Lula afirma nunca ter sido esquerdista durante diálogo no G7
Conversa entre líderes no G7 revela posicionamento de Lula sobre política global.
A conversa informal entre Lula, a presidente do FMI, Kristalina Georgieva, e o chanceler alemão, Christian Merz, ocorreu nos bastidores da Cúpula do G7, em Évian-les-Bains, França, e foi amplamente divulgada durante a transmissão do evento.
Durante a interação, Lula destacou que governos de direita, como os republicanos nos Estados Unidos e os conservadores na França, estiveram no poder por períodos mais longos em comparação aos liderados pela esquerda. Ele observou que “nos Estados Unidos, os republicanos ficaram mais no governo do que os democratas”, e que na França, “os socialistas também tiveram um tempo de governo significativamente menor”.
O presidente brasileiro afirmou que isso demonstra que “o mundo não é de esquerda”, provocando risadas do chanceler alemão. Em seguida, completou que “o mundo é do caminho do meio”, refletindo uma visão política que busca um equilíbrio entre as ideologias.
Georgieva, relembrando o início do primeiro mandato de Lula em 2003, comentou que muitos esperavam que ele fosse um esquerdista, mas destacou que ele não se encaixou nesse estereótipo.

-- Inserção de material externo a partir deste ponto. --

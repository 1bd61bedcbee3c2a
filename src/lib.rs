//! Hierarchical grid simplification and point lookup for labeled polygons.
//!
//! Polygons carrying a label (a time zone, a country code) are cut along a
//! fixed grid of nested cells. Cells covered by a single label collapse into
//! rectangles, so a later lookup only has to locate the cell and read its
//! label. Optional gap filling infers weak labels for regions no polygon
//! covers.
//!
//! ```rust
//! use labelgrid::prelude::*;
//! use geo::{Rect, coord};
//!
//! let strip = |min_x: f64, max_x: f64, label: &str| {
//!     let rect = Rect::new(coord! { x: min_x, y: 0.0 }, coord! { x: max_x, y: 4.0 });
//!     FeatureRecord::new(rect.to_polygon()).with_attribute("label", label)
//! };
//! let source = MemoryFeatures::new(vec![strip(0.0, 2.0, "A"), strip(2.0, 4.0, "B")]);
//! let mut output = MemoryFeatures::default();
//!
//! let pipeline = PipelineBuilder::new().branching(vec![2, 2]).build()?;
//! let report = pipeline.run(&source, &mut output)?;
//! assert_eq!(report.written, 4);
//!
//! let grid = pipeline.open_grid(&output)?;
//! let index = pipeline.load_index(&grid, &output)?;
//! let lookup = index.with(LabelFilter::BoundingBox(grid.envelope().clone()));
//! assert_eq!(lookup.label_for(coord! { x: 1.0, y: 1.0 }).as_deref(), Some("A"));
//! assert_eq!(lookup.label_for(coord! { x: 9.0, y: 1.0 }), None);
//! # Ok::<(), labelgrid::LabelGridError>(())
//! ```

pub mod builder;
pub mod compute;
pub mod config;
pub mod error;
pub mod feature;
pub mod filter;
pub mod grid;
pub mod index;
pub mod storage;

pub use builder::{Pipeline, PipelineBuilder, PipelineReport};
pub use compute::{
    GapFillStats, GapFilled, GapFiller, GeometryEngine, GridSimplifier, PlanarEngine, Simplified,
    SimplifyStats,
};
pub use config::{Config, IndexOptions};
pub use error::{LabelGridError, Result};
pub use feature::{FeatureFactory, Label, LabeledFeature};
pub use filter::{FilterChain, LabelFilter, NearestBy};
pub use grid::{CellAddress, CellGrid};
pub use index::{CellContent, LabelQuery, SpatialIndex};
pub use labelgrid_types::envelope::Envelope;

pub use storage::{FeatureRecord, FeatureSchema, FeatureSink, FeatureSource, MemoryFeatures};

#[cfg(feature = "geojson")]
pub use storage::{GeoJsonSink, GeoJsonSource};

pub const VERSION: &str = env!("CARGO_PKG_VERSION");

/// Common imports
pub mod prelude {

    pub use crate::{LabelGridError, PipelineBuilder, Result};

    pub use crate::{CellAddress, CellGrid, Envelope};

    pub use crate::{FeatureFactory, Label, LabeledFeature};

    pub use crate::{FilterChain, LabelFilter, LabelQuery, NearestBy, SpatialIndex};

    pub use crate::{Config, IndexOptions};

    pub use crate::{FeatureRecord, FeatureSink, FeatureSource, MemoryFeatures};

    #[cfg(feature = "geojson")]
    pub use crate::{GeoJsonSink, GeoJsonSource};
}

Lula, por sua vez, reafirmou que “nunca foi esquerdista”, enquanto a presidente do FMI observou que essa era a imagem predominante na época.
O presidente brasileiro mencionou sua trajetória como dirigente sindical, ressaltando suas boas relações com o sindicalismo alemão, italiano e espanhol. Essa experiência, segundo Lula, lhe permitiu um entendimento mais profundo das demandas dos trabalhadores durante sua atuação no Partido dos Trabalhadores (PT), fundado em 1980.
Embora tenha sido eleito presidente do Brasil em 2002 e reeleito em 2006, Lula tem se mostrado crítico do próprio partido e da esquerda brasileira desde que assumiu seu terceiro mandato em 2023. Ele acredita que, nos últimos anos, a direita e grupos conservadores conseguiram se conectar de maneira mais eficaz com a sociedade brasileira.
O ex-líder sindical, que ganhou notoriedade ao liderar uma das maiores greves do país na década de 1970 e foi preso pela ditadura militar, utiliza seu passado para argumentar que, em sua época, o PT era mais eficaz em dialogar com os anseios dos trabalhadores.
Entretanto, pesquisas de popularidade indicam que Lula enfrenta dificuldades em traduzir os sucessos de seus governos em apoio popular. Apesar de afirmar que nunca se identificou como esquerdista, essa visão não é compartilhada por setores do agronegócio e do mercado financeiro, que mantêm uma percepção diferente sobre sua figura.
A Presidência da República foi consultada sobre as declarações de Lula, mas não respondeu até o momento. No Brasil, as declarações do presidente no G7 geraram reações nas redes sociais, sendo celebradas por militantes opositores e políticos adversários.
O deputado federal Luiz Philippe de Orleans e Bragança manifestou-se nas redes sociais, sugerindo que a esquerda agora tenta “fingir que nunca foi esquerda”. Ele criticou a tentativa de rebranding da esquerda, afirmando que, quando a marca apodrece, eles mudam a embalagem e adotam novos rótulos que ocultam suas intenções originais.